* WHAT THE TASK REQUIRES: All of the entries need to be written out again, exactly as they are.

* SUPPLIED INFORMATION:
━━━━━━

use std::fs;
use tempfile::tempdir;
use trendcast::config::{AnalysisOptions, DEFAULT_MIN_POINTS};
use trendcast::{analyze_values, Error, Frequency};

const TOML_OPTIONS: &str = r#"
min_points = 6
non_negative = true
grid_step = 0.1

[trend]
snr_strong = 0.8
"#;

const YAML_OPTIONS: &str = "
min_points: 6
non_negative: true
grid_step: 0.1
trend:
  snr_strong: 0.8
";

const JSON_OPTIONS: &str =
    r#"{"min_points": 6, "non_negative": true, "grid_step": 0.1, "trend": {"snr_strong": 0.8}}"#;

fn assert_loaded(options: &AnalysisOptions) {
    assert_eq!(options.min_points, 6);
    assert!(options.non_negative);
    assert_eq!(options.grid_step, Some(0.1));
    assert_eq!(options.trend.snr_strong, 0.8);
    // unspecified thresholds keep their defaults
    assert_eq!(options.trend.snr_weak, 0.1);
    assert_eq!(options.trend.stable_epsilon, 0.0005);
}

#[test]
fn test_load_each_format_from_str() {
    assert_loaded(&AnalysisOptions::from_toml_str(TOML_OPTIONS).unwrap());
    assert_loaded(&AnalysisOptions::from_yaml_str(YAML_OPTIONS).unwrap());
    assert_loaded(&AnalysisOptions::from_json_str(JSON_OPTIONS).unwrap());
}

#[test]
fn test_empty_document_gives_defaults() {
    let options = AnalysisOptions::from_toml_str("").unwrap();
    assert_eq!(options, AnalysisOptions::default());
    assert_eq!(options.min_points, DEFAULT_MIN_POINTS);

    let options = AnalysisOptions::from_json_str("{}").unwrap();
    assert_eq!(options, AnalysisOptions::default());
}

#[test]
fn test_load_from_path() {
    let dir = tempdir().unwrap();

    let toml_path = dir.path().join("options.toml");
    fs::write(&toml_path, TOML_OPTIONS).unwrap();
    assert_loaded(&AnalysisOptions::from_path(&toml_path).unwrap());

    let yaml_path = dir.path().join("options.YML");
    fs::write(&yaml_path, YAML_OPTIONS).unwrap();
    assert_loaded(&AnalysisOptions::from_path(&yaml_path).unwrap());

    let json_path = dir.path().join("options.json");
    fs::write(&json_path, JSON_OPTIONS).unwrap();
    assert_loaded(&AnalysisOptions::from_path(&json_path).unwrap());
}

#[test]
fn test_unsupported_extension() {
    let dir = tempdir().unwrap();
    let path = dir.path().join("options.ini");
    fs::write(&path, "min_points = 6").unwrap();

    match AnalysisOptions::from_path(&path) {
        Err(Error::Config(msg)) => assert!(msg.contains("ini")),
        other => panic!("expected config error, got {:?}", other),
    }
}

#[test]
fn test_missing_file() {
    let dir = tempdir().unwrap();
    let result = AnalysisOptions::from_path(dir.path().join("absent.toml"));
    assert!(matches!(result, Err(Error::Io(_))));
}

#[test]
fn test_malformed_documents() {
    assert!(matches!(
        AnalysisOptions::from_toml_str("min_points = "),
        Err(Error::Toml(_))
    ));
    assert!(matches!(
        AnalysisOptions::from_yaml_str("min_points: [1"),
        Err(Error::Yaml(_))
    ));
    assert!(matches!(
        AnalysisOptions::from_json_str("{\"min_points\": \"ten\"}"),
        Err(Error::Json(_))
    ));
}

#[test]
fn test_invalid_values_rejected() {
    assert!(matches!(
        AnalysisOptions::from_toml_str("min_points = 1"),
        Err(Error::Config(_))
    ));
    assert!(matches!(
        AnalysisOptions::from_toml_str("grid_step = 0.75"),
        Err(Error::Config(_))
    ));
    assert!(matches!(
        AnalysisOptions::from_json_str(r#"{"trend": {"snr_weak": 0.9, "snr_strong": 0.5}}"#),
        Err(Error::Config(_))
    ));
    assert!(matches!(
        AnalysisOptions::from_yaml_str("trend:\n  r_squared_strong: 1.5\n"),
        Err(Error::Config(_))
    ));
}

#[test]
fn test_loaded_options_drive_analysis() {
    let options = AnalysisOptions::from_toml_str("min_points = 4").unwrap();
    let values = [3.0, 5.0, 4.0, 6.0];

    assert!(analyze_values(&values, Frequency::Monthly, &options).is_some());
    assert!(analyze_values(&values, Frequency::Monthly, &AnalysisOptions::default()).is_none());
}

━━━━━━

* RESPONSE:
use std::fs;
use tempfile::tempdir;
use trendcast::config::{AnalysisOptions, DEFAULT_MIN_POINTS};
use trendcast::{analyze_values, Error, Frequency};

const TOML_OPTIONS: &str = r#"
min_points = 6
non_negative = true
grid_step = 0.1

[trend]
snr_strong = 0.8
"#;

const YAML_OPTIONS: &str = "
min_points: 6
non_negative: true
grid_step: 0.1
trend:
  snr_strong: 0.8
";

const JSON_OPTIONS: &str =
    r#"{"min_points": 6, "non_negative": true, "grid_step": 0.1, "trend": {"snr_strong": 0.8}}"#;

fn assert_loaded(options: &AnalysisOptions) {
    assert_eq!(options.min_points, 6);
    assert!(options.non_negative);
    assert_eq!(options.grid_step, Some(0.1));
    assert_eq!(options.trend.snr_strong, 0.8);
    // unspecified thresholds keep their defaults
    assert_eq!(options.trend.snr_weak, 0.1);
    assert_eq!(options.trend.stable_epsilon, 0.0005);
}

#[test]
fn test_load_each_format_from_str() {
    assert_loaded(&AnalysisOptions::from_toml_str(TOML_OPTIONS).unwrap());
    assert_loaded(&AnalysisOptions::from_yaml_str(YAML_OPTIONS).unwrap());
    assert_loaded(&AnalysisOptions::from_json_str(JSON_OPTIONS).unwrap());
}

#[test]
fn test_empty_document_gives_defaults() {
    let options = AnalysisOptions::from_toml_str("").unwrap();
    assert_eq!(options, AnalysisOptions::default());
    assert_eq!(options.min_points, DEFAULT_MIN_POINTS);

    let options = AnalysisOptions::from_json_str("{}").unwrap();
    assert_eq!(options, AnalysisOptions::default());
}

#[test]
fn test_load_from_path() {
    let dir = tempdir().unwrap();

    let toml_path = dir.path().join("options.toml");
    fs::write(&toml_path, TOML_OPTIONS).unwrap();
    assert_loaded(&AnalysisOptions::from_path(&toml_path).unwrap());

    let yaml_path = dir.path().join("options.YML");
    fs::write(&yaml_path, YAML_OPTIONS).unwrap();
    assert_loaded(&AnalysisOptions::from_path(&yaml_path).unwrap());

    let json_path = dir.path().join("options.json");
    fs::write(&json_path, JSON_OPTIONS).unwrap();
    assert_loaded(&AnalysisOptions::from_path(&json_path).unwrap());
}

#[test]
fn test_unsupported_extension() {
    let dir = tempdir().unwrap();
    let path = dir.path().join("options.ini");
    fs::write(&path, "min_points = 6").unwrap();

    match AnalysisOptions::from_path(&path) {
        Err(Error::Config(msg)) => assert!(msg.contains("ini")),
        other => panic!("expected config error, got {:?}", other),
    }
}

#[test]
fn test_missing_file() {
    let dir = tempdir().unwrap();
    let result = AnalysisOptions::from_path(dir.path().join("absent.toml"));
    assert!(matches!(result, Err(Error::Io(_))));
}

#[test]
fn test_malformed_documents() {
    assert!(matches!(
        AnalysisOptions::from_toml_str("min_points = "),
        Err(Error::Toml(_))
    ));
    assert!(matches!(
        AnalysisOptions::from_yaml_str("min_points: [1"),
        Err(Error::Yaml(_))
    ));
    assert!(matches!(
        AnalysisOptions::from_json_str("{\"min_points\": \"ten\"}"),
        Err(Error::Json(_))
    ));
}

#[test]
fn test_invalid_values_rejected() {
    assert!(matches!(
        AnalysisOptions::from_toml_str("min_points = 1"),
        Err(Error::Config(_))
    ));
    assert!(matches!(
        AnalysisOptions::from_toml_str("grid_step = 0.75"),
        Err(Error::Config(_))
    ));
    assert!(matches!(
        AnalysisOptions::from_json_str(r#"{"trend": {"snr_weak": 0.9, "snr_strong": 0.5}}"#),
        Err(Error::Config(_))
    ));
    assert!(matches!(
        AnalysisOptions::from_yaml_str("trend:\n  r_squared_strong: 1.5\n"),
        Err(Error::Config(_))
    ));
}

#[test]
fn test_loaded_options_drive_analysis() {
    let options = AnalysisOptions::from_toml_str("min_points = 4").unwrap();
    let values = [3.0, 5.0, 4.0, 6.0];

    assert!(analyze_values(&values, Frequency::Monthly, &options).is_some());
    assert!(analyze_values(&values, Frequency::Monthly, &AnalysisOptions::default()).is_none());
}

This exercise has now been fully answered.